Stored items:
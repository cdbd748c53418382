//! Mirror rebuild from confirmed entities

use tracing::warn;

use crate::db::schemas::CursorName;
use crate::domain::DomainDescriptor;
use crate::merkle::MerkleMirror;
use crate::store::MirrorStore;
use crate::types::Result;

/// Rebuild a domain's mirror from scratch out of confirmed entity snapshots
pub async fn build_mirror(
    store: &dyn MirrorStore,
    domain: &DomainDescriptor,
) -> Result<MerkleMirror> {
    let watermark = store.cursor(domain.kind, CursorName::Watermark).await?;
    let entities = store.list_entities(domain.kind, true).await?;
    let placements = entities
        .iter()
        .filter_map(|e| e.confirmed.as_ref())
        .flat_map(|body| body.placements())
        .filter(|p| {
            let fits = domain.shape.holds(p);
            if !fits {
                warn!(
                    domain = %domain.kind,
                    level1 = p.level1,
                    level2 = ?p.level2,
                    "Skipping placement outside the tree"
                );
            }
            fits
        });
    MerkleMirror::build(domain.kind, domain.shape, placements, watermark)
}
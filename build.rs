//! Build script for ledger-mirror
//!
//! Stamps the git revision and build time into the binaries so `/health`
//! can report exactly which build is mirroring the ledger.

use std::process::Command;

fn git(args: &[&str]) -> String {
    Command::new("git")
        .args(args)
        .output()
        .ok()
        .filter(|output| output.status.success())
        .and_then(|output| String::from_utf8(output.stdout).ok())
        .map(|s| s.trim().to_string())
        .unwrap_or_else(|| "unknown".to_string())
}

fn main() {
    println!("cargo:rustc-env=GIT_COMMIT_SHORT={}", git(&["rev-parse", "--short", "HEAD"]));

    let timestamp = chrono::Utc::now().format("%Y-%m-%dT%H:%M:%SZ").to_string();
    println!("cargo:rustc-env=BUILD_TIMESTAMP={}", timestamp);

    println!("cargo:rerun-if-changed=.git/HEAD");
}
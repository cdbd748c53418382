//! Generic sync engine: ingest -> reduce -> confirm -> settle -> mirror
//!
//! All stages are parameterized by a [`DomainDescriptor`](crate::domain::DomainDescriptor);
//! no stage knows any domain's schema.

pub mod confirm;
pub mod ingest;
pub mod mirror;
pub mod pipeline;
pub mod reduce;

pub use confirm::{ConfirmReport, ConfirmationTracker};
pub use ingest::{IngestReport, Ingestor};
pub use mirror::build_mirror;
pub use pipeline::{spawn_pipeline_task, CycleReport, Pipeline};
pub use reduce::{ReduceReport, Reducer, SettleReport};
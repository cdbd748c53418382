//! Confirmation tracking
//!
//! Reads the domain's confirmation events and advances the watermark to the
//! highest locally known action the ledger has folded. A confirmation for an
//! action we have not ingested yet is a wait condition: the tracker stops at
//! that event and picks it up again on the next cycle.

use std::sync::Arc;
use tracing::{debug, info};

use crate::db::schemas::CursorName;
use crate::domain::DomainDescriptor;
use crate::ledger::{LedgerClient, LedgerState};
use crate::store::MirrorStore;
use crate::types::{Hash32, MirrorError, Result};

#[derive(Debug, Clone, Default)]
pub struct ConfirmReport {
    pub events: usize,
    pub watermark: Option<u64>,
    pub activated_actions: u64,
    /// Confirmation we could not resolve locally yet
    pub deferred: Option<Hash32>,
    /// Ledger state fetched during this pass, reused by the mirror step
    pub state: LedgerState,
}

pub struct ConfirmationTracker {
    store: Arc<dyn MirrorStore>,
    ledger: Arc<dyn LedgerClient>,
}

impl ConfirmationTracker {
    pub fn new(store: Arc<dyn MirrorStore>, ledger: Arc<dyn LedgerClient>) -> Self {
        Self { store, ledger }
    }

    pub async fn confirm(&self, domain: &DomainDescriptor, address: &str) -> Result<ConfirmReport> {
        let kind = domain.kind;
        let mut report = ConfirmReport {
            watermark: self.store.cursor(kind, CursorName::Watermark).await?,
            ..Default::default()
        };

        let from_height = self
            .store
            .cursor(kind, CursorName::EventHeight)
            .await?
            .map(|h| h + 1);
        let events = self.ledger.fetch_events(address, from_height, None).await?;

        for event in &events {
            if let Some(hash) = (domain.decode_confirmation)(event) {
                match self.resolve(domain, &hash).await {
                    Ok(action_id) => {
                        report.watermark =
                            Some(self.store.advance_cursor(kind, CursorName::Watermark, action_id).await?);
                    }
                    Err(MirrorError::NotYetCaughtUp { action_hash, .. }) => {
                        debug!(
                            domain = %kind,
                            height = event.height,
                            action_hash = %action_hash,
                            "Confirmation ahead of local actions, deferring"
                        );
                        report.deferred = Some(action_hash);
                        break;
                    }
                    Err(e) => return Err(e),
                }
            }
            self.store
                .advance_cursor(kind, CursorName::EventHeight, event.height)
                .await?;
            report.events += 1;
        }

        report.state = self.ledger.fetch_state(address).await?;
        if let Some(hash) = report.state.hash_field(domain.action_state_field) {
            if let Some(action) = self.store.action_by_hash(kind, &hash).await? {
                report.watermark = Some(
                    self.store
                        .advance_cursor(kind, CursorName::Watermark, action.action_id)
                        .await?,
                );
            }
        }

        if let Some(watermark) = report.watermark {
            report.activated_actions = self.store.activate_through(kind, watermark).await?;
        }

        if report.activated_actions > 0 {
            info!(
                domain = %kind,
                watermark = ?report.watermark,
                actions = report.activated_actions,
                "Advanced confirmation watermark"
            );
        }
        Ok(report)
    }

    async fn resolve(&self, domain: &DomainDescriptor, hash: &Hash32) -> Result<u64> {
        self.store
            .action_by_hash(domain.kind, hash)
            .await?
            .map(|a| a.action_id)
            .ok_or(MirrorError::NotYetCaughtUp {
                domain: domain.kind,
                action_hash: *hash,
            })
    }
}

#[cfg(test)]
mod tests {
    use super::*;
    use crate::domain::{committee, CommitteeAction, DomainKind};
    use crate::ledger::MemoryLedger;
    use crate::store::MemoryStore;
    use crate::sync::{Ingestor, Reducer};

    fn create(tag: &str) -> Vec<String> {
        CommitteeAction::Create {
            threshold: 1,
            members: vec![tag.to_string()],
            ipfs_hash: String::new(),
        }
        .encode()
    }

    async fn sync(store: &Arc<MemoryStore>, ledger: &Arc<MemoryLedger>) {
        Ingestor::new(store.clone(), ledger.clone())
            .ingest(&committee::COMMITTEE, "c")
            .await
            .unwrap();
        Reducer::new(store.clone(), 100)
            .reduce(&committee::COMMITTEE)
            .await
            .unwrap();
    }

    #[tokio::test]
    async fn test_watermark_activates_prefix() {
        let ledger = Arc::new(MemoryLedger::new());
        let store = Arc::new(MemoryStore::new());
        let h0 = ledger.push_action("c", create("a"));
        let h1 = ledger.push_action("c", create("b"));
        ledger.push_action("c", create("c"));
        ledger.confirm("c", &h0);
        ledger.confirm("c", &h1);
        sync(&store, &ledger).await;

        let tracker = ConfirmationTracker::new(store.clone(), ledger.clone());
        let report = tracker.confirm(&committee::COMMITTEE, "c").await.unwrap();
        assert_eq!(report.watermark, Some(1));
        assert_eq!(report.activated_actions, 2);
        assert!(report.deferred.is_none());

        let actions = store.actions_from(DomainKind::Committee, 0, 10).await.unwrap();
        let active: Vec<bool> = actions.iter().map(|a| a.active).collect();
        assert_eq!(active, vec![true, true, false]);
    }

    #[tokio::test]
    async fn test_unknown_hash_defers_without_advancing() {
        let ledger = Arc::new(MemoryLedger::new());
        let store = Arc::new(MemoryStore::new());
        let h0 = ledger.push_action("c", create("a"));
        sync(&store, &ledger).await;
        ledger.confirm("c", &h0);
        let h1 = ledger.push_action("c", create("b"));
        ledger.confirm("c", &h1);

        let tracker = ConfirmationTracker::new(store.clone(), ledger.clone());
        let report = tracker.confirm(&committee::COMMITTEE, "c").await.unwrap();
        assert_eq!(report.watermark, Some(0));
        assert_eq!(report.deferred, Some(h1));
        assert_eq!(report.events, 1);

        // Once the ingestor catches up the deferred event is replayed
        sync(&store, &ledger).await;
        let report = tracker.confirm(&committee::COMMITTEE, "c").await.unwrap();
        assert_eq!(report.watermark, Some(1));
        assert!(report.deferred.is_none());
    }

    #[tokio::test]
    async fn test_watermark_seeded_from_state() {
        let ledger = Arc::new(MemoryLedger::new());
        let store = Arc::new(MemoryStore::new());
        ledger.push_action("c", create("a"));
        let h1 = ledger.push_action("c", create("b"));
        ledger.set_state("c", vec![Hash32::ZERO.to_hex(), h1.to_hex()]);
        sync(&store, &ledger).await;

        let report = ConfirmationTracker::new(store.clone(), ledger)
            .confirm(&committee::COMMITTEE, "c")
            .await
            .unwrap();
        assert_eq!(report.events, 0);
        assert_eq!(report.watermark, Some(1));
    }
}
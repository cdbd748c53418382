//! Tracing setup shared by both binaries

use tracing_subscriber::{layer::SubscriberExt, util::SubscriberInitExt, EnvFilter, Layer};

/// Filter used when `RUST_LOG` is unset
pub fn default_directive(log_level: &str) -> String {
    format!("ledger_mirror={},info", log_level)
}

/// Install the global subscriber. `RUST_LOG` overrides `log_level`; a
/// `log_format` of `json` switches to one JSON object per line.
pub fn init_tracing(log_level: &str, log_format: &str) {
    let filter = EnvFilter::try_from_default_env()
        .unwrap_or_else(|_| EnvFilter::new(default_directive(log_level)));

    let fmt_layer = match log_format {
        "json" => tracing_subscriber::fmt::layer()
            .json()
            .with_current_span(false)
            .boxed(),
        _ => tracing_subscriber::fmt::layer().boxed(),
    };

    let _ = tracing_subscriber::registry()
        .with(filter)
        .with(fmt_layer)
        .try_init();
}

#[cfg(test)]
mod tests {
    use super::*;

    #[test]
    fn test_default_directive_parses() {
        let directive = default_directive("debug");
        assert_eq!(directive, "ledger_mirror=debug,info");
        assert!(EnvFilter::try_new(directive).is_ok());
    }
}
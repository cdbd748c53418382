//! Canonical entity document

use bson::{doc, Document};
use mongodb::options::IndexOptions;
use serde::{Deserialize, Serialize};

use crate::db::mongo::{IntoIndexes, MutMetadata};
use crate::db::schemas::Metadata;
use crate::domain::{DomainKind, Entity};

pub const ENTITY_COLLECTION: &str = "entities";

#[derive(Serialize, Deserialize, Clone, Debug, PartialEq)]
pub struct EntityDoc {
    /// `{domain}:{key}`
    pub _id: String,

    #[serde(default)]
    pub metadata: Metadata,

    pub domain: DomainKind,

    /// Natural key within the domain
    pub key: String,

    /// Head state: every stored action folded, confirmed or not
    pub body: Entity,

    /// State folded only through the confirmed watermark. This is what the
    /// ledger has committed to and what the mirror is built from.
    #[serde(default)]
    pub confirmed: Option<Entity>,

    /// Last action folded into `confirmed`
    #[serde(default)]
    pub confirmed_action_id: Option<u64>,

    /// True once `confirmed` is set
    #[serde(default)]
    pub active: bool,

    pub first_action_id: u64,

    /// Last action folded into `body`
    pub last_action_id: u64,
}

impl EntityDoc {
    pub fn id_for(domain: DomainKind, key: &str) -> String {
        format!("{}:{}", domain, key)
    }

    pub fn new(domain: DomainKind, key: String, body: Entity, action_id: u64) -> Self {
        Self {
            _id: Self::id_for(domain, &key),
            metadata: Metadata::default(),
            domain,
            key,
            body,
            confirmed: None,
            confirmed_action_id: None,
            active: false,
            first_action_id: action_id,
            last_action_id: action_id,
        }
    }

    pub fn set_confirmed(&mut self, body: Entity, action_id: u64) {
        self.confirmed = Some(body);
        self.confirmed_action_id = Some(action_id);
        self.active = true;
    }
}

impl IntoIndexes for EntityDoc {
    fn into_indices() -> Vec<(Document, Option<IndexOptions>)> {
        vec![
            (
                doc! { "domain": 1, "key": 1 },
                Some(
                    IndexOptions::builder()
                        .unique(true)
                        .name("domain_key_unique".to_string())
                        .build(),
                ),
            ),
            (
                doc! { "domain": 1, "active": 1, "key": 1 },
                Some(
                    IndexOptions::builder()
                        .name("domain_active_index".to_string())
                        .build(),
                ),
            ),
        ]
    }
}

impl MutMetadata for EntityDoc {
    fn mut_metadata(&mut self) -> &mut Metadata {
        &mut self.metadata
    }
}
//! Persistence seam for the sync engine
//!
//! The store is the single source of truth. Every write is keyed by an
//! immutable action hash or a recomputed natural key, and cursors only move
//! forward, so concurrent or repeated writers converge.

pub mod memory;
pub mod mongo;

use async_trait::async_trait;

use crate::db::schemas::{ActionDoc, AggregateDoc, CursorName, EntityDoc};
use crate::domain::DomainKind;
use crate::types::{Hash32, MirrorError, Result};

pub use memory::MemoryStore;
pub use mongo::MongoStore;

#[async_trait]
pub trait MirrorStore: Send + Sync {
    /// Highest-id action stored for the domain
    async fn last_action(&self, domain: DomainKind) -> Result<Option<ActionDoc>>;

    async fn action_by_hash(&self, domain: DomainKind, hash: &Hash32) -> Result<Option<ActionDoc>>;

    /// Insert unless the hash is already stored. Returns true when inserted.
    /// A new action must take the next id and link to the current head.
    async fn insert_action(&self, action: ActionDoc) -> Result<bool>;

    /// Actions with `action_id >= from`, ascending, at most `limit`
    async fn actions_from(
        &self,
        domain: DomainKind,
        from: u64,
        limit: usize,
    ) -> Result<Vec<ActionDoc>>;

    async fn count_actions(&self, domain: DomainKind) -> Result<u64>;

    /// Mark every action with `action_id <= watermark` active; returns how many flipped
    async fn activate_through(&self, domain: DomainKind, watermark: u64) -> Result<u64>;

    async fn get_entity(&self, domain: DomainKind, key: &str) -> Result<Option<EntityDoc>>;

    /// Replace by natural key
    async fn upsert_entity(&self, entity: EntityDoc) -> Result<()>;

    /// Entities sorted by key
    async fn list_entities(&self, domain: DomainKind, active_only: bool)
        -> Result<Vec<EntityDoc>>;

    async fn cursor(&self, domain: DomainKind, name: CursorName) -> Result<Option<u64>>;

    /// Move a cursor forward to `value`; never moves it back. Returns the stored value.
    async fn advance_cursor(&self, domain: DomainKind, name: CursorName, value: u64)
        -> Result<u64>;

    /// Drop and rewrite all aggregates of the domain
    async fn replace_aggregates(
        &self,
        domain: DomainKind,
        aggregates: Vec<AggregateDoc>,
    ) -> Result<()>;

    /// Aggregates of one name, sorted by parent
    async fn aggregates(&self, domain: DomainKind, name: &str) -> Result<Vec<AggregateDoc>>;

    /// Liveness check used by the health endpoint
    async fn ping(&self) -> Result<()>;
}

/// Check that `action` extends the log whose head is `head`
pub(crate) fn check_append(head: Option<&ActionDoc>, action: &ActionDoc) -> Result<()> {
    let (next_id, previous) = match head {
        Some(head) => (head.action_id + 1, head.action_hash),
        None => (0, Hash32::genesis()),
    };
    if action.action_id != next_id {
        return Err(MirrorError::ChainBroken(format!(
            "{} action id {} would leave a gap, expected {}",
            action.domain, action.action_id, next_id
        )));
    }
    if action.previous_action_hash != previous {
        return Err(MirrorError::ChainBroken(format!(
            "{} action {} links to {}, head is {}",
            action.domain, action.action_id, action.previous_action_hash, previous
        )));
    }
    Ok(())
}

INSTRUCTIONS FOR THE TASK: Check the data for the word "json" and pull out the lines that have it.

ANSWER:
/// `log_format` of `json` switches to one JSON object per line.
        "json" => tracing_subscriber::fmt::layer()
            .json()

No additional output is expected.